Tom McLeod settled in Canada, fishing for two years off Bell's Island. He never married, claiming he “never had enough money to buy a house in which to put a wife.” Unbeknownst to Shackleton, McLeod had secretly retrieved the Bible that the Boss had deposited on the ice after the breakup of the Endurance, believing it would be bad luck to leave it. He presented it to the family who looked after him in Punta Arenas, and they in turn presented it many years later to the Royal Geographical Society—where it remains, the pages torn from the Book of Job still missing. McLeod died at the age of eighty-seven, in a rest home in Canada.
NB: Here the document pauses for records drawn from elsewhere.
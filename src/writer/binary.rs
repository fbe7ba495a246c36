use std::io::Write;

use byteorder::{ByteOrder, NativeEndian, WriteBytesExt};

use super::{next_row_len, WriteProp, Writer};
use crate::errors::{PlyError, PlyResult};
use crate::ply::{DataCursor, ScalarType};

impl Writer {
    pub(crate) fn write_binary_row<T: Write, B: ByteOrder>(
        &self,
        out: &mut T,
        props: &[WriteProp],
    ) -> PlyResult<usize> {
        let mut written = 0;
        for p in props {
            let mut c = p.cursor.borrow_mut();
            match p.length_type {
                None => written += write_binary_scalar::<T, B>(out, p.data_type, &mut c)?,
                Some(lt) => {
                    let len = next_row_len(&mut c)?;
                    written += write_binary_length::<T, B>(out, lt, len)?;
                    for _ in 0..len {
                        written += write_binary_scalar::<T, B>(out, p.data_type, &mut c)?;
                    }
                }
            }
        }
        Ok(written)
    }
}

/// Emits the next scalar of `c` in byte order `B` and advances its offset.
fn write_binary_scalar<T: Write, B: ByteOrder>(
    out: &mut T,
    t: ScalarType,
    c: &mut DataCursor,
) -> PlyResult<usize> {
    let stride = t.stride();
    let off = c.offset;
    if off + stride > c.buffer.len() {
        return Err(PlyError::Argument(
            "Attached buffer too small for the declared element count.".to_string(),
        ));
    }
    let bytes = &c.buffer[off..off + stride];
    match t {
        ScalarType::Char => out.write_i8(bytes[0] as i8)?,
        ScalarType::UChar => out.write_u8(bytes[0])?,
        ScalarType::Short => out.write_i16::<B>(NativeEndian::read_i16(bytes))?,
        ScalarType::UShort => out.write_u16::<B>(NativeEndian::read_u16(bytes))?,
        ScalarType::Int => out.write_i32::<B>(NativeEndian::read_i32(bytes))?,
        ScalarType::UInt => out.write_u32::<B>(NativeEndian::read_u32(bytes))?,
        ScalarType::Float => out.write_f32::<B>(NativeEndian::read_f32(bytes))?,
        ScalarType::Double => out.write_f64::<B>(NativeEndian::read_f64(bytes))?,
        ScalarType::Invalid => {
            return Err(PlyError::Argument(
                "Cannot write a value of invalid type.".to_string(),
            ))
        }
    }
    c.offset += stride;
    Ok(stride)
}

fn write_binary_length<T: Write, B: ByteOrder>(
    out: &mut T,
    t: ScalarType,
    len: usize,
) -> PlyResult<usize> {
    match t {
        ScalarType::Char => out.write_i8(len as i8)?,
        ScalarType::UChar => out.write_u8(len as u8)?,
        ScalarType::Short => out.write_i16::<B>(len as i16)?,
        ScalarType::UShort => out.write_u16::<B>(len as u16)?,
        ScalarType::Int => out.write_i32::<B>(len as i32)?,
        ScalarType::UInt => out.write_u32::<B>(len as u32)?,
        ScalarType::Float | ScalarType::Double | ScalarType::Invalid => {
            return Err(PlyError::Argument(format!(
                "List length type must be an integer type, got '{}'.",
                t
            )))
        }
    }
    Ok(t.stride())
}
use crate::ply::{
    Comment, ElementDef, Encoding, ObjInfo, PropertyDef, PropertyType, ScalarType, Version,
};

/// One parsed header line.
#[derive(Debug, PartialEq, Clone)]
pub enum Line {
    MagicNumber,
    Format((Encoding, Version)),
    Comment(Comment),
    ObjInfo(ObjInfo),
    Element(ElementDef),
    Property(PropertyDef),
    EndHeader,
}

// Header lines plus the tokenization of ascii payload lines. Keyword
// dispatch stays in the parser; the grammar only validates shape.
peg::parser! {pub grammar grammar() for str {

rule ws() = [' ' | '\t']+

rule eol() = "\r\n" / ['\n' | '\r']

rule count() -> usize
	= digits:$(['0'..='9']+) {? digits.parse().or(Err("count")) }

rule name() -> String
	= n:$(['a'..='z' | 'A'..='Z' | '_']['a'..='z' | 'A'..='Z' | '0'..='9' | '_' | '-']*) {
		n.to_string()
	}

/// Whatever follows a `comment` or `obj_info` keyword: one separating
/// space, then free text up to the line end. A bare keyword is allowed.
rule annotation() -> String
	= ws() t:$((!['\n' | '\r'][_])+) { t.to_string() }
	/ ws()? { String::new() }

rule scalar() -> ScalarType
	= token:$(['a'..='z' | '0'..='9']+) {?
		match ScalarType::from_header_token(token) {
			ScalarType::Invalid => Err("scalar type"),
			t => Ok(t),
		}
	}

pub rule magic_number()
	= ['p' | 'P']['l' | 'L']['y' | 'Y']

rule encoding() -> Encoding
	= "ascii" { Encoding::Ascii }
	/ "binary_little_endian" { Encoding::BinaryLittleEndian }
	/ "binary_big_endian" { Encoding::BinaryBigEndian }

rule version() -> Version
	= big:count() "." small:count() {
		Version {
			major: big as u16,
			minor: small as u8,
		}
	}

pub rule format() -> (Encoding, Version)
	= "format" ws() enc:encoding() ws() v:version() { (enc, v) }

pub rule comment() -> Comment
	= "comment" t:annotation() { t }

pub rule obj_info() -> ObjInfo
	= "obj_info" t:annotation() { t }

pub rule element() -> ElementDef
	= "element" ws() id:name() ws() n:count() {
		let mut def = ElementDef::new(id);
		def.count = n;
		def
	}

pub rule property() -> PropertyDef
	= "property" ws() "list" ws() len:scalar() ws() item:scalar() ws() id:name() {
		PropertyDef::new(id, PropertyType::List(len, item))
	}
	/ "property" ws() item:scalar() ws() id:name() {
		PropertyDef::new(id, PropertyType::Scalar(item))
	}

pub rule end_header()
	= "end_header"

pub rule line() -> Line
	= l:bare_line() ws()? eol()? { l }

rule bare_line() -> Line
	= magic_number() { Line::MagicNumber }
	/ end_header()   { Line::EndHeader }
	/ f:format()     { Line::Format(f) }
	/ o:obj_info()   { Line::ObjInfo(o) }
	/ c:comment()    { Line::Comment(c) }
	/ e:element()    { Line::Element(e) }
	/ p:property()   { Line::Property(p) }

rule numeric() -> String
	= t:$(['-' | '+']? ['0'..='9']+ ("." ['0'..='9']+)? (['e' | 'E'] ['-' | '+']? ['0'..='9']+)?) {
		t.to_string()
	}

pub rule data_line() -> Vec<String>
	= ws()? fields:(numeric() ** ws()) ws()? eol()? { fields }

}}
Blackborow arrived back in Wales in late December, several months after his companions, and received a festive, enthusiastic welcome from his whole street. He volunteered for the navy, but was rejected on medical grounds, and so returned to sea until the end of the war, when he joined his father working at the Newport docks. He was often invited to speak about his experience, but was reluctant to do so and spoke instead of his companions. Although he wore a block shoe on his damaged foot, he never mentioned it, and had assiduously trained himself to walk without a limp. He stayed in touch with his old mates Bakewell and How; to this day, the descendents of these men have kept up correspondence. Blackborow died in 1949, at the age of fifty-four, of a heart condition and chronic bronchitis.
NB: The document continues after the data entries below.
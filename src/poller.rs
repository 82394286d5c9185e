use std::sync::mpsc::{self, Receiver, Sender};
use std::sync::Arc;
use std::thread;

use tracing::{info, warn};

use crate::geo::GlobeGeometry;
use crate::scene::Presenter;
use crate::tracker::{FetchError, IssReport, PositionSource};

/// Runs one lookup and hands the converted position to the presenter.
///
/// Failures are logged and returned; the presenter is only touched on success.
pub fn poll_once<S, P>(
    source: &S,
    presenter: &mut P,
    globe: &GlobeGeometry,
) -> Result<IssReport, FetchError>
where
    S: PositionSource + ?Sized,
    P: Presenter + ?Sized,
{
    forward(source.fetch(), presenter, globe)
}

fn forward<P>(
    outcome: Result<IssReport, FetchError>,
    presenter: &mut P,
    globe: &GlobeGeometry,
) -> Result<IssReport, FetchError>
where
    P: Presenter + ?Sized,
{
    match outcome {
        Ok(report) => {
            let point = globe.orbit_point(&report.coordinate());
            info!(
                latitude = report.latitude,
                longitude = report.longitude,
                altitude = report.altitude,
                "ISS position updated"
            );
            presenter.place_iss(&report, point);
            Ok(report)
        }
        Err(e) => {
            warn!("ISS position lookup failed: {}", e);
            Err(e)
        }
    }
}

/// Background lookups for the render loop.
///
/// Each request gets its own thread. Nothing stops a second request while the
/// first is still running; results are applied in the order they arrive.
pub struct Poller {
    source: Arc<dyn PositionSource + Send + Sync>,
    tx: Sender<Result<IssReport, FetchError>>,
    rx: Receiver<Result<IssReport, FetchError>>,
    in_flight: usize,
}

impl Poller {
    pub fn new(source: Arc<dyn PositionSource + Send + Sync>) -> Self {
        let (tx, rx) = mpsc::channel();
        Self {
            source,
            tx,
            rx,
            in_flight: 0,
        }
    }

    pub fn in_flight(&self) -> usize {
        self.in_flight
    }

    pub fn request(&mut self) {
        let source = Arc::clone(&self.source);
        let tx = self.tx.clone();

        let spawned = thread::Builder::new()
            .name("iss-fetch".to_string())
            .spawn(move || {
                // Receiver only goes away on shutdown
                let _ = tx.send(source.fetch());
            });

        match spawned {
            Ok(_) => self.in_flight += 1,
            Err(e) => warn!("could not start ISS lookup: {}", e),
        }
    }

    /// Applies every lookup that finished since the last call.
    pub fn drain<P>(
        &mut self,
        presenter: &mut P,
        globe: &GlobeGeometry,
    ) -> Vec<Result<IssReport, FetchError>>
    where
        P: Presenter + ?Sized,
    {
        let mut outcomes = Vec::new();
        while let Ok(outcome) = self.rx.try_recv() {
            self.in_flight = self.in_flight.saturating_sub(1);
            outcomes.push(forward(outcome, presenter, globe));
        }
        outcomes
    }
}

#[cfg(test)]
mod tests {
    use super::*;
    use crate::geo::{CartesianPoint, GeoCoordinate};
    use std::collections::VecDeque;
    use std::sync::Mutex;
    use std::time::{Duration, Instant};

    struct CannedSource {
        responses: Mutex<VecDeque<Result<IssReport, FetchError>>>,
    }

    impl CannedSource {
        fn new(responses: Vec<Result<IssReport, FetchError>>) -> Self {
            Self {
                responses: Mutex::new(responses.into()),
            }
        }
    }

    impl PositionSource for CannedSource {
        fn fetch(&self) -> Result<IssReport, FetchError> {
            self.responses
                .lock()
                .unwrap()
                .pop_front()
                .unwrap_or_else(|| Err(FetchError::Transport("exhausted".to_string())))
        }
    }

    #[derive(Default)]
    struct Recorder {
        iss: Vec<CartesianPoint>,
    }

    impl Presenter for Recorder {
        fn place_iss(&mut self, _report: &IssReport, point: CartesianPoint) {
            self.iss.push(point);
        }

        fn place_observer(&mut self, _coord: &GeoCoordinate, _point: CartesianPoint) {}

        fn place_sun(&mut self, _angle: f64, _point: CartesianPoint) {}
    }

    fn report(lat: f64, lon: f64, alt: f64) -> IssReport {
        IssReport {
            latitude: lat,
            longitude: lon,
            altitude: alt,
            velocity: Some(27600.0),
            visibility: Some("eclipsed".to_string()),
            timestamp: None,
            solar_lat: None,
            solar_lon: None,
        }
    }

    #[test]
    fn test_poll_once_places_marker() {
        let source = CannedSource::new(vec![Ok(report(0.0, 180.0, 400.0))]);
        let mut recorder = Recorder::default();
        let globe = GlobeGeometry::default();

        let got = poll_once(&source, &mut recorder, &globe).unwrap();
        assert_eq!(got.altitude, 400.0);
        assert_eq!(recorder.iss.len(), 1);

        // 100 + 400 * 0.015 on the -x axis
        let p = recorder.iss[0];
        assert!((p.x + 106.0).abs() < 1e-9);
        assert!(p.y.abs() < 1e-9);
        assert!(p.z.abs() < 1e-9);
    }

    #[test]
    fn test_poll_once_error_is_returned_not_presented() {
        let source = CannedSource::new(vec![Err(FetchError::Status {
            status: 500,
            status_text: "Internal Server Error".to_string(),
        })]);
        let mut recorder = Recorder::default();

        let err = poll_once(&source, &mut recorder, &GlobeGeometry::default()).unwrap_err();
        assert!(matches!(err, FetchError::Status { status: 500, .. }));
        assert!(recorder.iss.is_empty());
    }

    #[test]
    fn test_malformed_body_is_returned() {
        let parse_err = crate::tracker::parse_report("{not json").unwrap_err();
        let source = CannedSource::new(vec![Err(parse_err)]);
        let mut recorder = Recorder::default();

        let result = poll_once(&source, &mut recorder, &GlobeGeometry::default());
        assert!(matches!(result, Err(FetchError::Parse(_))));
        assert!(recorder.iss.is_empty());
    }

    #[test]
    fn test_overlapping_requests_all_complete() {
        let source = Arc::new(CannedSource::new(vec![
            Ok(report(10.0, 10.0, 410.0)),
            Err(FetchError::Transport("connection reset".to_string())),
        ]));
        let mut poller = Poller::new(source);
        let mut recorder = Recorder::default();
        let globe = GlobeGeometry::default();

        poller.request();
        poller.request();

        let deadline = Instant::now() + Duration::from_secs(5);
        let mut outcomes = Vec::new();
        while outcomes.len() < 2 && Instant::now() < deadline {
            outcomes.extend(poller.drain(&mut recorder, &globe));
            thread::sleep(Duration::from_millis(5));
        }

        assert_eq!(outcomes.len(), 2);
        assert_eq!(outcomes.iter().filter(|o| o.is_ok()).count(), 1);
        assert_eq!(recorder.iss.len(), 1);
        assert_eq!(poller.in_flight(), 0);
    }

    #[test]
    fn test_drain_without_requests_is_empty() {
        let mut poller = Poller::new(Arc::new(CannedSource::new(Vec::new())));
        let mut recorder = Recorder::default();
        assert!(poller.drain(&mut recorder, &GlobeGeometry::default()).is_empty());
    }
}
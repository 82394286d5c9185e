use chrono::{DateTime, Timelike, Utc};
use nalgebra::{Rotation3, Vector3};

use crate::geo::CartesianPoint;

const SECONDS_PER_DAY: f64 = 86400.0;

/// Approximate rotation of the sun around the Earth, in degrees.
///
/// Only the UTC time of day is used, so the sub-solar point always sits on the
/// equator. Sub-second precision is dropped.
pub fn solar_angle(time: DateTime<Utc>) -> f64 {
    let seconds_elapsed = time.num_seconds_from_midnight() as f64;
    360.0 * (seconds_elapsed / SECONDS_PER_DAY)
}

/// Longitude of the sub-solar point implied by `angle`.
pub fn sub_solar_longitude(angle: f64) -> f64 {
    let lon = (180.0 - angle).rem_euclid(360.0);
    if lon > 180.0 {
        lon - 360.0
    } else {
        lon
    }
}

/// Position of the light source for a given solar angle.
///
/// The sun hangs off an anchor at `(0, 0, distance)`. The anchor is turned
/// -90 degrees about +y to put the sun over longitude 180 at UTC midnight, then
/// by `-angle` to reach the current time.
pub fn sun_position(angle: f64, distance: f64) -> CartesianPoint {
    let midnight = Rotation3::from_axis_angle(&Vector3::y_axis(), (-90.0_f64).to_radians());
    let now = Rotation3::from_axis_angle(&Vector3::y_axis(), (-angle).to_radians());
    let anchor = midnight * now;

    CartesianPoint::from(anchor * Vector3::new(0.0, 0.0, distance))
}

/// Clock label shown next to the ISS coordinates.
pub fn utc_label(time: DateTime<Utc>) -> String {
    format!(
        "At UTC: {:02}:{:02}:{:02}",
        time.hour(),
        time.minute(),
        time.second()
    )
}

#[cfg(test)]
mod tests {
    use super::*;
    use crate::geo::geo_to_cartesian;
    use chrono::TimeZone;

    fn at(h: u32, m: u32, s: u32) -> DateTime<Utc> {
        Utc.with_ymd_and_hms(2024, 3, 20, h, m, s).unwrap()
    }

    #[test]
    fn test_midnight_and_noon() {
        assert_eq!(solar_angle(at(0, 0, 0)), 0.0);
        assert_eq!(solar_angle(at(12, 0, 0)), 180.0);
        assert_eq!(solar_angle(at(6, 0, 0)), 90.0);
    }

    #[test]
    fn test_monotonic_within_day_and_wraps() {
        let start = at(0, 0, 0);
        let mut previous = solar_angle(start);
        for minute in 1..(24 * 60) {
            let angle = solar_angle(start + chrono::Duration::minutes(minute));
            assert!(angle >= previous);
            assert!(angle < 360.0);
            previous = angle;
        }

        let last = solar_angle(at(23, 59, 59));
        let next_day = solar_angle(at(23, 59, 59) + chrono::Duration::seconds(1));
        assert!(last > 359.9);
        assert_eq!(next_day, 0.0);
    }

    #[test]
    fn test_subsecond_ignored() {
        let t = at(12, 0, 0) + chrono::Duration::milliseconds(999);
        assert_eq!(solar_angle(t), 180.0);
    }

    #[test]
    fn test_sun_position_matches_sub_solar_point() {
        for angle in [0.0, 45.0, 90.0, 180.0, 270.0, 359.0] {
            let sun = sun_position(angle, 110.0);
            let expected = geo_to_cartesian(0.0, sub_solar_longitude(angle), 110.0);
            assert!((sun.x - expected.x).abs() < 1e-9, "angle {}", angle);
            assert!((sun.y - expected.y).abs() < 1e-9, "angle {}", angle);
            assert!((sun.z - expected.z).abs() < 1e-9, "angle {}", angle);
        }
    }

    #[test]
    fn test_sun_over_antimeridian_at_midnight() {
        let sun = sun_position(solar_angle(at(0, 0, 0)), 110.0);
        assert!((sun.x + 110.0).abs() < 1e-9);
        assert!(sun.z.abs() < 1e-9);
        assert_eq!(sub_solar_longitude(0.0), 180.0);
        assert_eq!(sub_solar_longitude(180.0), 0.0);
        assert_eq!(sub_solar_longitude(270.0), -90.0);
    }

    #[test]
    fn test_utc_label_zero_pads() {
        assert_eq!(utc_label(at(3, 4, 5)), "At UTC: 03:04:05");
        assert_eq!(utc_label(at(23, 59, 59)), "At UTC: 23:59:59");
    }
}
Bakewell stayed on in South America, sheep farming in Patagonia for a year; his subsequent occupations included merchant seaman, railroad switchman, and farmer. He settled in Dukes, Michigan, in 1945, where he worked as a dairy farmer and raised his daughter. In 1964, he was invited to England to attend the fiftieth anniversary of the departure of the expedition. His Michigan neighbors never knew of his adventures —since it was a British expedition, he figured they wouldn't be interested. He died at the age of eighty-one, in 1969.

After serving in the Royal Navy during the war, Rickinson became a naval architect and consulting engineer, and died in 1945. Kerr continued with the Merchant Service until his retirement. Hussey, whose heart, perhaps, had never been in his meteorological duties, became a medical doctor after serving in two world wars. During his lifetime he lectured frequently on the expedition. Although married he had no children, but before his death handed over his lecture notes and lantern slides to a young man he had chosen as his heir, with the injunction “to keep alive the story of the Endurance.“

Marston collaborated with Hurley on a number of painted/photographic composites. In 1925, he joined an organization established to regenerate and support rural industries. He died in 1940, at the age of fifty-eight, of coronary thrombosis.
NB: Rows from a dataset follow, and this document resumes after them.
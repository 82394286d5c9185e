mod config;
mod geo;
mod logging;
mod observer;
mod poller;
mod scene;
mod server;
mod solar;
mod tracker;
mod ui;

use anyhow::Result;
use chrono::Utc;
use clap::{Args, Parser, Subcommand};
use crossterm::{
    event::{self, DisableMouseCapture, EnableMouseCapture, Event, KeyCode, KeyEventKind},
    execute,
    terminal::{disable_raw_mode, enable_raw_mode, EnterAlternateScreen, LeaveAlternateScreen},
};
use ratatui::{backend::CrosstermBackend, Terminal};
use std::path::PathBuf;
use std::sync::Arc;
use tracing::{info, warn};

use config::Config;
use geo::GeoCoordinate;
use observer::{Locator, Observer};
use poller::{poll_once, Poller};
use scene::{graticule, Presenter, Scene};
use solar::{solar_angle, sub_solar_longitude, sun_position, utc_label};
use tracker::HttpPositionSource;

#[derive(Parser)]
#[command(name = "issglobe", version, about = "Track the ISS on a rotating globe")]
struct Cli {
    /// Path to a TOML config file
    #[arg(short, long, global = true)]
    config: Option<PathBuf>,

    #[command(subcommand)]
    command: Option<Command>,
}

#[derive(Subcommand)]
enum Command {
    /// Interactive globe in the terminal (default)
    Track(LocationArgs),
    /// Print the current ISS position once and exit
    Where(LocationArgs),
    /// Serve the static asset directory over HTTP
    Serve {
        /// Port to listen on (overrides PORT and the config file)
        #[arg(short, long)]
        port: Option<u16>,
        /// Directory to serve
        #[arg(short, long)]
        dir: Option<PathBuf>,
    },
}

#[derive(Args, Default)]
struct LocationArgs {
    /// Your latitude in degrees
    #[arg(long, allow_hyphen_values = true)]
    lat: Option<f64>,
    /// Your longitude in degrees
    #[arg(long, allow_hyphen_values = true)]
    lon: Option<f64>,
}

pub struct AppState {
    pub scene: Scene,
    pub observer: Observer,
    pub config: Config,
    pub poller: Poller,
    pub graticule: Vec<Vec<GeoCoordinate>>,
    pub paused: bool,
    pub log_path: Option<PathBuf>,
}

fn main() -> Result<()> {
    let cli = Cli::parse();
    let config = Config::discover(cli.config.as_deref())?;

    match cli.command.unwrap_or(Command::Track(LocationArgs::default())) {
        Command::Track(location) => run_tracker(config, location),
        Command::Where(location) => {
            logging::init_stderr();
            run_where(config, location)
        }
        Command::Serve { port, dir } => {
            logging::init_stderr();
            let env_port = std::env::var(server::PORT_ENV).ok();
            let port = server::resolve_port(config.server.port, env_port.as_deref(), port)?;
            let dir = dir.unwrap_or(config.server.public_dir);

            let runtime = tokio::runtime::Runtime::new()?;
            runtime.block_on(server::serve(dir, port))
        }
    }
}

fn build_observer(config: &Config, location: &LocationArgs) -> Observer {
    Observer::new(
        config.observer.name.clone(),
        config.observer.latitude,
        config.observer.longitude,
    )
    .with_override(location.lat, location.lon)
}

/// Places the user marker and the sun. Neither can fail the scene; a missing
/// location just leaves the marker out.
fn place_static_markers<P: Presenter>(presenter: &mut P, observer: &Observer, config: &Config) {
    let globe = config.globe.geometry();

    match observer.locate() {
        Ok(coord) => presenter.place_observer(&coord, globe.surface_point(&coord)),
        Err(e) => warn!("user location unavailable: {}", e),
    }

    let angle = solar_angle(Utc::now());
    presenter.place_sun(angle, sun_position(angle, config.globe.sun_distance));
}

fn run_where(config: Config, location: LocationArgs) -> Result<()> {
    let observer = build_observer(&config, &location);
    let source = HttpPositionSource::new(config.tracker.url.clone());
    let mut scene = Scene::new(config.globe.geometry());

    place_static_markers(&mut scene, &observer, &config);

    let report = poll_once(&source, &mut scene, &config.globe.geometry())?;

    println!("{}", utc_label(Utc::now()));
    println!(
        "ISS: Lat {:.4}°, Lon {:.4}°, Alt {:.1} km",
        report.latitude, report.longitude, report.altitude
    );
    if let Some(velocity) = report.velocity {
        println!("     Velocity {:.0} km/h", velocity);
    }
    if let Some(visibility) = &report.visibility {
        println!("     Visibility {}", visibility);
    }
    if let Some(marker) = &scene.iss {
        println!(
            "     Scene position ({:.3}, {:.3}, {:.3})",
            marker.point.x, marker.point.y, marker.point.z
        );
    }
    if let Some(marker) = &scene.observer {
        println!(
            "{}: Lat {:.4}°, Lon {:.4}° at ({:.3}, {:.3}, {:.3})",
            observer.name,
            marker.coord.latitude,
            marker.coord.longitude,
            marker.point.x,
            marker.point.y,
            marker.point.z
        );
    }
    if let Some(angle) = scene.solar_angle {
        println!(
            "Sun: {:.2}° (sub-solar longitude {:.2}°)",
            angle,
            sub_solar_longitude(angle)
        );
    }
    if let (Some(lat), Some(lon)) = (report.solar_lat, report.solar_lon) {
        println!("     Service sub-solar point: Lat {:.2}°, Lon {:.2}°", lat, lon);
    }
    if let Some(timestamp) = report.timestamp {
        if let Some(at) = chrono::DateTime::from_timestamp(timestamp, 0) {
            println!("     Reported {}", utc_label(at));
        }
    }

    Ok(())
}

fn run_tracker(config: Config, location: LocationArgs) -> Result<()> {
    let log_path = match logging::init_file() {
        Ok(path) => Some(path),
        Err(e) => {
            eprintln!("Warning: logging disabled: {:#}", e);
            None
        }
    };

    let observer = build_observer(&config, &location);
    let source = Arc::new(HttpPositionSource::new(config.tracker.url.clone()));
    info!(url = %source.url(), "starting tracker");

    let mut scene = Scene::new(config.globe.geometry());
    place_static_markers(&mut scene, &observer, &config);

    let mut poller = Poller::new(source);
    poller.request();

    let mut app_state = AppState {
        scene,
        observer,
        config,
        poller,
        graticule: graticule(15.0, 3.0),
        paused: false,
        log_path,
    };

    // Setup terminal
    enable_raw_mode()?;
    let mut stdout = std::io::stdout();
    execute!(stdout, EnterAlternateScreen, EnableMouseCapture)?;
    let backend = CrosstermBackend::new(stdout);
    let mut terminal = Terminal::new(backend)?;

    let res = run_app(&mut terminal, &mut app_state);

    // Restore terminal
    disable_raw_mode()?;
    execute!(
        terminal.backend_mut(),
        LeaveAlternateScreen,
        DisableMouseCapture
    )?;
    terminal.show_cursor()?;

    if let Err(err) = res {
        println!("Error: {:?}", err);
    }

    Ok(())
}

fn run_app(
    terminal: &mut Terminal<CrosstermBackend<std::io::Stdout>>,
    app_state: &mut AppState,
) -> Result<()> {
    let globe = app_state.config.globe.geometry();

    loop {
        for outcome in app_state.poller.drain(&mut app_state.scene, &globe) {
            if let Err(e) = outcome {
                app_state.scene.status = Some(e.to_string());
            }
        }

        terminal.draw(|f| {
            ui::draw_ui(f, app_state);
        })?;

        if !app_state.paused {
            app_state
                .scene
                .advance(app_state.config.display.rotation_speed);
        }

        // Handle input
        if event::poll(std::time::Duration::from_millis(
            app_state.config.display.refresh_rate,
        ))? {
            if let Event::Key(key) = event::read()? {
                if key.kind != KeyEventKind::Press {
                    continue;
                }
                match key.code {
                    KeyCode::Char('q') | KeyCode::Esc => {
                        return Ok(());
                    }
                    KeyCode::Char('r') => {
                        // The sun moves too, so refresh it alongside the station
                        let angle = solar_angle(Utc::now());
                        let distance = app_state.config.globe.sun_distance;
                        app_state.scene.place_sun(angle, sun_position(angle, distance));
                        app_state.poller.request();
                    }
                    KeyCode::Char(' ') => {
                        app_state.paused = !app_state.paused;
                    }
                    _ => {}
                }
            }
        }
    }
}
Hudson, after serving on mystery, or “Q,” ships during the war, joined the British India Navigation Society. His health had been permanently impaired by the boat journey, frostbite having maimed his hands and caused necrosis of the bone of the lower back. At the time of his death he was a commodore of convoys in the Royal Naval Reserve, during the Second World War. He had returned from a Russian convoy when he was asked to take another mission to Gibraltar. He could have refused, but did not, and he was killed on his return trip.

After serving on a minesweeper during the war, Clark eventually took up an appointment at a fishery research station near Aberdeen, writing research papers on herring larvae and haddock investigations. He was locally renowned for his football and cricket prowess. He died in Aberdeen in 1950, at the age of sixty-eight.

In 1937, James immigrated to South Africa, where he took up the Chair of Physics at the University of Cape Town, eventually becoming vice-chancellor. During his tenure, he spoke out publically for the right to admit non-European students to the university. He died in 1964, aged seventy-three.